6 September 2007  -  VCAT Hearing, continuation and possible conclusion.

Date  -  VCAT Decision. (Within six weeks of the final day sitting).

[The following is my understanding and is in no way authorative, should be used for general interest only].

The Directions Hearing considers matters of representation from both parties, and the time that this could take to present at the Hearing, in order to set a timetable for an actual hearing. By this time, individuals and consultant representatives, and legal reprsentatives of the parties will have submitted their intentions to be represented.

The VCAT Hearing (Tribunal) considers the issue ‘from scratch'. Contrary to some thought, the Tribunal does not question nor consider any previous decisions that have been made by any other body that has resulted in the Hearing being established. In other words, the Tribunal is not questioning the decision of the Wellington Shire to refuse a permit application to Synergy Wind, nor are they questioning or considering any reasons that the Wellington Shire have indicated for their refusal. The Tribunal hears submissions from both parties in order to make a decision that reflects the cause for Synergy Wind to bring the matter to a Hearing, in this instance, to obtain approval for their application to construct a WEF at Devon North. In so doing, Synergy Wind are seeking to overturn the decision made by the Wellington Shire. The point here is that in order to make their decision, the Tribunal do not question the validity of the Wellington Shire decision per se, but draw their own conclusions based on the evidence of submissions presented by Synergy Wind and by Wellington Shire. Were the Tribunal to question the specific ruling made by the Wellington Shire, it would (only) be necessary to question the competence and authority of the decision itself, ie was it made with due consideration to the presented facts, was it made within the guidelines of all levels of government, was it made within the requirements of written law, was it made without incidence of fraud, personal gain or negligent incompetence.

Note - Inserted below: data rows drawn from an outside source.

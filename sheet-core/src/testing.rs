//! Testing utilities.
//!
//! This module provides tools for tests that need a backing store or a
//! populated character:
//! - `MemoryStore` keeps the table in memory and counts writes
//! - `FailingStore` fails every call, for exercising error paths
//! - sample characters with features, items and spell slots

use crate::character::{
    Character, CharacterClass, Feature, FeatureRecharge, HitPoints, Item, ItemRecharge,
};
use crate::persist::{BackendError, Row, RowStore};
use async_trait::async_trait;
use tokio::sync::Mutex;

/// A row store held in memory.
#[derive(Debug, Default)]
pub struct MemoryStore {
    rows: Mutex<Vec<Row>>,
    writes: Mutex<usize>,
}

impl MemoryStore {
    pub fn new() -> Self {
        Self::default()
    }

    /// A store pre-filled with `rows`.
    pub fn with_rows(rows: Vec<Row>) -> Self {
        Self {
            rows: Mutex::new(rows),
            writes: Mutex::new(0),
        }
    }

    /// Snapshot of the stored rows.
    pub async fn rows(&self) -> Vec<Row> {
        self.rows.lock().await.clone()
    }

    /// Number of completed `write_all_rows` calls.
    pub async fn writes(&self) -> usize {
        *self.writes.lock().await
    }
}

#[async_trait]
impl RowStore for MemoryStore {
    async fn read_all_rows(&self) -> Result<Vec<Row>, BackendError> {
        Ok(self.rows().await)
    }

    async fn write_all_rows(&self, rows: &[Row]) -> Result<(), BackendError> {
        *self.rows.lock().await = rows.to_vec();
        *self.writes.lock().await += 1;
        Ok(())
    }
}

/// A row store whose every call fails with a transport error.
#[derive(Debug, Clone, Copy, Default)]
pub struct FailingStore;

#[async_trait]
impl RowStore for FailingStore {
    async fn read_all_rows(&self) -> Result<Vec<Row>, BackendError> {
        Err(BackendError::Transport("connection refused".to_string()))
    }

    async fn write_all_rows(&self, _rows: &[Row]) -> Result<(), BackendError> {
        Err(BackendError::Transport("connection refused".to_string()))
    }
}

/// A level 3 fighter with short-rest features and a couple of items.
pub fn sample_fighter(name: &str) -> Character {
    let mut character = Character::new(name);
    character.identity.level = 3;
    character.hit_points = HitPoints::new(28);
    character
        .features
        .push(Feature::new("Second Wind", 1, FeatureRecharge::ShortRest));
    character
        .features
        .push(Feature::new("Action Surge", 1, FeatureRecharge::ShortRest));
    character
        .items
        .push(Item::new("Potion of Healing", 2, ItemRecharge::Never));
    character
        .items
        .push(Item::new("Horn of Blasting", 1, ItemRecharge::LongRest));
    character
}

/// A level 5 cleric with a linked feature and spell slots.
pub fn sample_cleric(name: &str) -> Character {
    let mut character = Character::new(name);
    character.identity.race = "Nain".to_string();
    character.identity.class = CharacterClass::Cleric;
    character.identity.level = 5;
    character.hit_points = HitPoints::new(38);
    character.spells_active = true;
    character
        .features
        .push(Feature::linked("Channel Divinity", 5, FeatureRecharge::ShortRest));
    character
        .features
        .push(Feature::new("Divine Intervention", 1, FeatureRecharge::LongRest));
    character
        .items
        .push(Item::new("Wand of Cure Wounds", 3, ItemRecharge::LongRest));
    for (level, max) in [(1, 4), (2, 3), (3, 2)] {
        if let Some(slot) = character.spell_slots.get_mut(level) {
            slot.set_max(max);
            slot.refill();
        }
    }
    character
}
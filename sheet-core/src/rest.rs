//! Short and long rests.
//!
//! A short rest refills short-rest features and items. A long rest is the
//! superset: it also refills long-rest entries, spell slots, hit dice and hit
//! points, and re-syncs linked features to the proficiency bonus first.
//! Items that never recharge are left alone by both.

use crate::character::{Character, FeatureRecharge, ItemRecharge};
use crate::derived;
use serde::{Deserialize, Serialize};
use std::fmt;

#[derive(Debug, Clone, Copy, PartialEq, Eq, Serialize, Deserialize)]
pub enum RestType {
    Short,
    Long,
}

impl fmt::Display for RestType {
    fn fmt(&self, f: &mut fmt::Formatter<'_>) -> fmt::Result {
        match self {
            RestType::Short => write!(f, "short rest"),
            RestType::Long => write!(f, "long rest"),
        }
    }
}

/// Whether a recharge policy is satisfied by a given rest.
pub trait Recharge {
    fn restored_by(&self, rest: RestType) -> bool;
}

impl Recharge for FeatureRecharge {
    fn restored_by(&self, rest: RestType) -> bool {
        match self {
            FeatureRecharge::ShortRest => true,
            FeatureRecharge::LongRest => rest == RestType::Long,
        }
    }
}

impl Recharge for ItemRecharge {
    fn restored_by(&self, rest: RestType) -> bool {
        match self {
            ItemRecharge::ShortRest => true,
            ItemRecharge::LongRest => rest == RestType::Long,
            ItemRecharge::Never => false,
        }
    }
}

/// What a rest changed, for user-facing notices.
#[derive(Debug, Clone, Copy, PartialEq, Eq)]
pub struct RestReport {
    pub rest: RestType,
    /// Features that were below their cap and got refilled.
    pub features_restored: usize,
    /// Items that were below their cap and got refilled.
    pub items_restored: usize,
}

/// Apply a rest to a character.
///
/// Applying the same rest twice in a row changes nothing the second time.
pub fn apply_rest(character: &mut Character, rest: RestType) -> RestReport {
    if rest == RestType::Long {
        derived::sync_linked_features(character);
    }

    let features_restored = character
        .features
        .iter_mut()
        .filter(|f| f.recharge.restored_by(rest))
        .map(|f| f.uses.refill())
        .filter(|refilled| *refilled)
        .count();

    let items_restored = character
        .items
        .iter_mut()
        .filter(|i| i.recharge.restored_by(rest))
        .map(|i| i.charges.refill())
        .filter(|refilled| *refilled)
        .count();

    if rest == RestType::Long {
        for (_, slot) in character.spell_slots.iter_mut() {
            slot.refill();
        }
        character.hit_dice_used = 0;
        character.hit_points.current = character.hit_points.maximum;
        character.hit_points.temporary = 0;
    }

    tracing::debug!(
        name = %character.name(),
        %rest,
        features_restored,
        items_restored,
        "rest applied"
    );

    RestReport {
        rest,
        features_restored,
        items_restored,
    }
}

impl Character {
    /// Take a short rest. See [`apply_rest`].
    pub fn short_rest(&mut self) -> RestReport {
        apply_rest(self, RestType::Short)
    }

    /// Take a long rest. See [`apply_rest`].
    pub fn long_rest(&mut self) -> RestReport {
        apply_rest(self, RestType::Long)
    }
}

It is therefore incumbent on Synergy Wind to present their case as to why their application should be granted, and this must be done ‘from scratch' so to speak. Wellington Shire then have the opportunity to put their submission as to why they have made their initial decision, if they so choose, but they are not limited to defending only the stated reasons for their refusal, in this instance, on grounds related to visual and noise amenity. It thus allows all evidence and detail to be raised and considered by the Tribunal. Hence, in this instance, the matter of ground stability, as one example for consideration, could be, and indeed was, raised. 

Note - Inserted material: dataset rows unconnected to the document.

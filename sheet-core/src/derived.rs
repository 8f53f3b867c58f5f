//! Derived values and record repair.
//!
//! Pure functions over a character: the proficiency bonus, the hit dice still
//! available, the linked-feature sync that runs before every save, and the
//! repair pass applied to records loaded from storage.

use crate::character::Character;
use std::ops::RangeInclusive;

/// Valid character levels.
pub const LEVEL_RANGE: RangeInclusive<u32> = 1..=20;
/// Valid hit point maximums.
pub const HP_MAX_RANGE: RangeInclusive<i32> = 1..=999;
/// Valid current hit points. Negative values are allowed.
pub const HP_CURRENT_RANGE: RangeInclusive<i32> = -999..=999;
/// Valid temporary hit points.
pub const HP_TEMP_RANGE: RangeInclusive<i32> = 0..=999;
/// Valid caps for feature uses and item charges.
pub const USES_RANGE: RangeInclusive<u32> = 1..=50;
/// Highest number of slots per spell level.
pub const MAX_SPELL_SLOTS: u32 = 4;

/// Proficiency bonus for a level: +2 at 1-4, +3 at 5-8, ... +6 at 17-20.
pub fn proficiency_bonus(level: u32) -> u32 {
    2 + level.saturating_sub(1) / 4
}

/// Hit dice not yet spent. The pool size is the character level.
pub fn hit_dice_remaining(character: &Character) -> u32 {
    character.level().saturating_sub(character.hit_dice_used)
}

/// Set every linked feature's cap to the current proficiency bonus, pulling
/// `current` down where needed. Returns how many features changed.
pub fn sync_linked_features(character: &mut Character) -> usize {
    let bonus = character.proficiency_bonus();
    character
        .features
        .iter_mut()
        .filter(|f| f.linked_to_proficiency)
        .map(|f| f.uses.set_max(bonus))
        .filter(|changed| *changed)
        .count()
}

/// Bring a loaded record back within the sheet's invariants.
///
/// Records written by older versions, or edited by hand in the backing
/// store, can hold values no editor would produce. They are patched here
/// rather than rejected. Returns whether anything was changed.
pub fn repair(character: &mut Character) -> bool {
    let mut changed = false;

    let level = character
        .identity
        .level
        .clamp(*LEVEL_RANGE.start(), *LEVEL_RANGE.end());
    changed |= level != character.identity.level;
    character.identity.level = level;

    if character.hit_dice_used > level {
        character.hit_dice_used = level;
        changed = true;
    }

    let hp = &mut character.hit_points;
    if hp.maximum < *HP_MAX_RANGE.start() {
        hp.maximum = *HP_MAX_RANGE.start();
        changed = true;
    }
    if hp.temporary < 0 {
        hp.temporary = 0;
        changed = true;
    }

    for feature in &mut character.features {
        if feature.uses.max() < *USES_RANGE.start() {
            feature.uses.set_max(*USES_RANGE.start());
            changed = true;
        }
        changed |= feature.uses.normalize();
    }
    for item in &mut character.items {
        if item.charges.max() < *USES_RANGE.start() {
            item.charges.set_max(*USES_RANGE.start());
            changed = true;
        }
        changed |= item.charges.normalize();
    }
    for (_, slot) in character.spell_slots.iter_mut() {
        if slot.max() > MAX_SPELL_SLOTS {
            slot.set_max(MAX_SPELL_SLOTS);
            changed = true;
        }
        changed |= slot.normalize();
    }

    if changed {
        tracing::debug!(name = %character.name(), "repaired stored record");
    }
    changed
}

Generally, there are two ‘sides' represented - the proponent and the opponent, ie Synergy Wind and the Wellington Shire. In the instance of this Hearing, there are two opponent groups, the additional being the reprentation by the Concerned Residents of Devon North, a coalition of resident neighbours opposed to the development of the WEF. Therefore the Tribunal hears from Synergy Wind through their barrister (Mr Chiappi), from the Wellington Shire (through planning consultant Mr Peggie), and from the CRDN through barrister Ms Lardner - plus Expert Witnesses called by (in this instance) Mr Chiappi and Ms Lardner. 

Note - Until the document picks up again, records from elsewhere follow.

impl Session {
    pub fn new(repository: Repository) -> Self {
        Self {
            repository,
            working: None,
        }
    }

    /// Load the repository from `store` and start a session over it.
    pub async fn open(store: Option<Arc<dyn RowStore>>) -> Self {
        Self::new(Repository::load(store).await)
    }

    /// Start a session over the process-wide connection to the configured
    /// store. See [`persist::shared_store`].
    pub async fn from_config(config: &StoreConfig) -> Self {
        Self::open(persist::shared_store(config)).await
    }

    pub fn repository(&self) -> &Repository {
        &self.repository
    }

    /// Stored characters in listing order.
    pub fn characters(&self) -> impl Iterator<Item = &Character> {
        self.repository.list()
    }

    pub fn working(&self) -> Option<&WorkingCopy> {
        self.working.as_ref()
    }

    /// The character being edited.
    pub fn character(&self) -> Option<&Character> {
        self.working.as_ref().map(|w| &w.character)
    }

    /// Whether the working copy has unsaved changes.
    pub fn is_dirty(&self) -> bool {
        self.working.as_ref().is_some_and(|w| w.dirty)
    }

    // ========================================================================
    // Lifecycle
    // ========================================================================

    /// Create a character, save it, and open it for editing.
    ///
    /// A duplicate or empty name changes nothing. If the save fails the new
    /// character is still opened, marked dirty, and the error is returned so
    /// the user can retry.
    pub async fn create(&mut self, name: &str) -> Result<&Character, SessionError> {
        let character = self.repository.insert_new(name)?;
        let stored_name = character.name().to_string();
        let saved = self.repository.save_all().await;

        self.working = Some(WorkingCopy {
            character,
            stored_name: Some(stored_name),
            dirty: saved.is_err(),
        });
        saved?;
        self.character().ok_or(SessionError::NoWorkingCopy)
    }

    /// Open a stored character for editing.
    ///
    /// Any current working copy is replaced, saved or not; callers should
    /// confirm with the user first when [`Session::is_dirty`] is set.
    pub fn load(&mut self, name: &str) -> Result<&Character, SessionError> {
        let character = self
            .repository
            .get(name)
            .cloned()
            .ok_or_else(|| SessionError::NotFound(name.to_string()))?;

        tracing::debug!(%name, "opened working copy");
        self.working = Some(WorkingCopy {
            character,
            stored_name: Some(name.to_string()),
            dirty: false,
        });
        self.character().ok_or(SessionError::NoWorkingCopy)
    }

    /// Drop the working copy without saving.
    pub fn discard(&mut self) -> Option<Character> {
        self.working.take().map(|w| w.character)
    }

    /// Save the working copy and persist the collection.
    ///
    /// Linked features are re-synced first. The dirty flag is cleared only
    /// when the store confirms the write. On failure the repository entry is
    /// rolled back and the working copy is kept as is so the save can be
    /// retried; a later save of another character will not write it.
    pub async fn save(&mut self) -> Result<(), SessionError> {
        let working = self.working.as_mut().ok_or(SessionError::NoWorkingCopy)?;

        if working.character.name().trim().is_empty() {
            return Err(EditError::EmptyName.into());
        }
        derived::sync_linked_features(&mut working.character);

        let name = working.character.name().to_string();
        let previous_key = working.stored_name.as_deref().unwrap_or(&name);
        let snapshot = self.repository.snapshot(previous_key);
        self.repository
            .put(working.character.clone(), working.stored_name.as_deref())?;

        match self.repository.save_all().await {
            Ok(()) => {
                working.stored_name = Some(name);
                working.dirty = false;
                tracing::info!(name = %working.character.name(), "saved character");
                Ok(())
            }
            Err(e) => {
                self.repository.restore(&name, snapshot);
                tracing::warn!(%name, error = %e, "save failed");
                Err(e.into())
            }
        }
    }

    /// Delete a stored character. Closes it first if it is the one being
    /// edited. Returns `Ok(false)` when there is no such character.
    pub async fn delete(&mut self, name: &str) -> Result<bool, SessionError> {
        if self
            .working
            .as_ref()
            .is_some_and(|w| w.stored_name.as_deref() == Some(name))
        {
            self.working = None;
        }
        Ok(self.repository.delete(name).await?)
    }

    // ========================================================================
    // Edits
    // ========================================================================

    /// Run an edit against the working copy, marking it dirty when the edit
    /// reports a change.
    fn edit<T>(
        &mut self,
        f: impl FnOnce(&mut Character) -> Result<(T, bool), EditError>,
    ) -> Result<T, SessionError> {
        let working = self.working.as_mut().ok_or(SessionError::NoWorkingCopy)?;
        let (value, changed) = f(&mut working.character)?;
        if changed {
            working.dirty = true;
        }
        Ok(value)
    }

    /// Move a counter by `delta`.
    ///
    /// Returns `Ok(false)` when the result would leave `[0, max]`; the request
    /// is then ignored and the working copy stays clean.
    pub fn adjust(&mut self, counter: CounterRef, delta: i32) -> Result<bool, SessionError> {
        self.edit(|c| {
            let applied = c.adjust_counter(counter, delta)?;
            Ok((applied, applied))
        })
    }

    /// Spend one use of a counter.
    pub fn spend(&mut self, counter: CounterRef) -> Result<bool, SessionError> {
        self.adjust(counter, -1)
    }

    /// Get one use of a counter back.
    pub fn regain(&mut self, counter: CounterRef) -> Result<bool, SessionError> {
        self.adjust(counter, 1)
    }

    pub fn set_name(&mut self, name: &str) -> Result<(), SessionError> {
        let name = name.trim();
        if name.is_empty() {
            return Err(EditError::EmptyName.into());
        }
        self.edit(|c| Ok(((), replace(&mut c.identity.name, name.to_string()))))
    }

    pub fn set_race(&mut self, race: &str) -> Result<(), SessionError> {
        self.edit(|c| Ok(((), replace(&mut c.identity.race, race.trim().to_string()))))
    }

    pub fn set_class(&mut self, class: CharacterClass) -> Result<(), SessionError> {
        self.edit(|c| Ok(((), replace(&mut c.identity.class, class))))
    }

    /// Change the level. Spent hit dice above the new level are dropped.
    ///
    /// Linked features keep their old cap until the next save or long rest.
    pub fn set_level(&mut self, level: u32) -> Result<(), SessionError> {
        if !LEVEL_RANGE.contains(&level) {
            return Err(EditError::LevelOutOfRange(level).into());
        }
        self.edit(|c| {
            let changed = replace(&mut c.identity.level, level);
            c.hit_dice_used = c.hit_dice_used.min(level);
            Ok(((), changed))
        })
    }

    pub fn set_hp_max(&mut self, value: i32) -> Result<(), SessionError> {
        check_hp("max", value, HP_MAX_RANGE)?;
        self.edit(|c| Ok(((), replace(&mut c.hit_points.maximum, value))))
    }

    pub fn set_hp_current(&mut self, value: i32) -> Result<(), SessionError> {
        check_hp("current", value, HP_CURRENT_RANGE)?;
        self.edit(|c| Ok(((), replace(&mut c.hit_points.current, value))))
    }

    pub fn set_hp_temporary(&mut self, value: i32) -> Result<(), SessionError> {
        check_hp("temporary", value, HP_TEMP_RANGE)?;
        self.edit(|c| Ok(((), replace(&mut c.hit_points.temporary, value))))
    }

    /// Change how many slots a spell level has, keeping spent slots spent.
    pub fn set_spell_slot_max(&mut self, level: u8, max: u32) -> Result<(), SessionError> {
        if max > derived::MAX_SPELL_SLOTS {
            return Err(EditError::SpellSlotsOutOfRange(max).into());
        }
        self.edit(|c| {
            let slot = c
                .spell_slots
                .get_mut(level)
                .ok_or(EditError::SpellLevel(level))?;
            Ok(((), slot.set_max(max)))
        })
    }

    pub fn set_spells_active(&mut self, active: bool) -> Result<(), SessionError> {
        self.edit(|c| Ok(((), replace(&mut c.spells_active, active))))
    }

    /// Flip the spell table on or off. Returns the new state.
    pub fn toggle_spells_active(&mut self) -> Result<bool, SessionError> {
        self.edit(|c| {
            c.spells_active = !c.spells_active;
            Ok((c.spells_active, true))
        })
    }

    /// Move a feature or item one place up or down.
    pub fn reorder(
        &mut self,
        list: ListKind,
        index: usize,
        direction: Direction,
    ) -> Result<bool, SessionError> {
        self.edit(|c| {
            let moved = match list {
                ListKind::Features => ledger::reorder(&mut c.features, index, direction),
                ListKind::Items => ledger::reorder(&mut c.items, index, direction),
            };
            Ok((moved, moved))
        })
    }

    /// Apply a rest to the working copy. Confirmation is up to the caller.
    pub fn rest(&mut self, rest: RestType) -> Result<RestReport, SessionError> {
        self.edit(|c| Ok((crate::rest::apply_rest(c, rest), true)))
    }

    pub fn short_rest(&mut self) -> Result<RestReport, SessionError> {
        self.rest(RestType::Short)
    }

    pub fn long_rest(&mut self) -> Result<RestReport, SessionError> {
        self.rest(RestType::Long)
    }

    /// Append a feature with all uses available.
    ///
    /// A linked feature takes the proficiency bonus as its cap and `max` is
    /// ignored.
    pub fn add_feature(
        &mut self,
        name: &str,
        max: u32,
        recharge: FeatureRecharge,
        linked_to_proficiency: bool,
    ) -> Result<(), SessionError> {
        let name = non_empty(name)?;
        if !linked_to_proficiency {
            check_uses(max)?;
        }
        self.edit(|c| {
            let feature = if linked_to_proficiency {
                Feature::linked(name, c.level(), recharge)
            } else {
                Feature::new(name, max, recharge)
            };
            c.features.push(feature);
            Ok(((), true))
        })
    }

    /// Append an item with all charges available.
    pub fn add_item(&mut self, name: &str, max: u32, recharge: ItemRecharge) -> Result<(), SessionError> {
        let name = non_empty(name)?;
        check_uses(max)?;
        self.edit(|c| {
            c.items.push(Item::new(name, max, recharge));
            Ok(((), true))
        })
    }

    /// Change an existing feature.
    ///
    /// Linking a feature sets its cap to the proficiency bonus right away.
    /// Lowering a cap pulls the remaining uses down with it.
    pub fn edit_feature(&mut self, index: usize, changes: FeatureEdit) -> Result<(), SessionError> {
        let name = changes.name.as_deref().map(non_empty).transpose()?;
        self.edit(|c| {
            let bonus = c.proficiency_bonus();
            let feature = feature_mut(c, index)?;

            // A linked cap ignores `max`, so only an unlinked result checks it
            let linked = changes
                .linked_to_proficiency
                .unwrap_or(feature.linked_to_proficiency);
            if let (false, Some(max)) = (linked, changes.max) {
                check_uses(max)?;
            }

            let before = feature.clone();
            if let Some(name) = name {
                feature.name = name.to_string();
            }
            if let Some(recharge) = changes.recharge {
                feature.recharge = recharge;
            }
            feature.linked_to_proficiency = linked;
            if linked {
                feature.uses.set_max(bonus);
            } else if let Some(max) = changes.max {
                feature.uses.set_max(max);
            }

            let changed = *feature != before;
            Ok(((), changed))
        })
    }

    pub fn remove_feature(&mut self, index: usize) -> Result<Feature, SessionError> {
        self.edit(|c| {
            feature_mut(c, index)?;
            Ok((c.features.remove(index), true))
        })
    }

    pub fn remove_item(&mut self, index: usize) -> Result<Item, SessionError> {
        self.edit(|c| {
            let len = c.items.len();
            if index >= len {
                return Err(EditError::NoSuchEntry {
                    list: ListKind::Items,
                    index,
                    len,
                });
            }
            Ok((c.items.remove(index), true))
        })
    }
}
impl SpellSlots {
    pub fn new() -> Self {
        Self::default()
    }

    pub fn get(&self, level: u8) -> Option<&Counter> {
        Self::index(level).map(|i| &self.slots[i])
    }

    pub fn get_mut(&mut self, level: u8) -> Option<&mut Counter> {
        Self::index(level).map(move |i| &mut self.slots[i])
    }

    /// `(spell level, slots)` pairs in level order.
    pub fn iter(&self) -> impl Iterator<Item = (u8, &Counter)> {
        (1u8..).zip(self.slots.iter())
    }

    pub fn iter_mut(&mut self) -> impl Iterator<Item = (u8, &mut Counter)> {
        (1u8..).zip(self.slots.iter_mut())
    }

    fn index(level: u8) -> Option<usize> {
        (1..=9).contains(&level).then(|| usize::from(level) - 1)
    }
}

impl Serialize for SpellSlots {
    fn serialize<S: Serializer>(&self, serializer: S) -> Result<S::Ok, S::Error> {
        let mut map = serializer.serialize_map(Some(self.slots.len()))?;
        for (level, slot) in self.iter() {
            map.serialize_entry(&level.to_string(), slot)?;
        }
        map.end()
    }
}

impl<'de> Deserialize<'de> for SpellSlots {
    fn deserialize<D: Deserializer<'de>>(deserializer: D) -> Result<Self, D::Error> {
        struct SlotsVisitor;

        impl<'de> Visitor<'de> for SlotsVisitor {
            type Value = SpellSlots;

            fn expecting(&self, f: &mut fmt::Formatter) -> fmt::Result {
                f.write_str("a map of spell levels \"1\" to \"9\"")
            }

            fn visit_map<A: MapAccess<'de>>(self, mut access: A) -> Result<SpellSlots, A::Error> {
                let mut slots = SpellSlots::new();
                while let Some(key) = access.next_key::<String>()? {
                    match key.parse::<u8>().ok().and_then(|l| slots.get_mut(l)) {
                        Some(slot) => *slot = access.next_value()?,
                        None => {
                            access.next_value::<de::IgnoredAny>()?;
                        }
                    }
                }
                Ok(slots)
            }
        }

        deserializer.deserialize_map(SlotsVisitor)
    }
}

This no doubt begs the question as to why the CRDN decided on separate representation to that offered by the Wellington Shire. The answer stems predominantly from the Planning Department of Wellington Shire who made it clear that their representation would be made without any further input or assistance from the formal opponents to the application, ie (most members of) the CRDN. In other words, the Wellington Shire would ‘go it alone'. This was not accepted by the CRDN who were concerned, rightly or wrongly, that the interests of the CRDN may not have been fully represented; the CRDN wanted to be directly represented, to ‘have their say', in such an important issue. (Note that the CRDN did not know who would represent the shire.) For this reason, a barristor, Ms Lardner, was engaged, and all representation to the Hearing would be directed through her. It was to be expected of course that there would be dialogue and cooperation between Ms Landner and Mr Peggie, which indeed there was, in order to present a common opposition to Synergy Wind's objective.

It was the CRDN who engaged the three Expert Witnesses to represent their concerns on land stability, visual and noise impact. Once engaged, they worked closely with Ms Lardner in order to present their submissions. Communication to Ms Lardner was directed through one CRDN representative, Ms Sharon Dohnt. 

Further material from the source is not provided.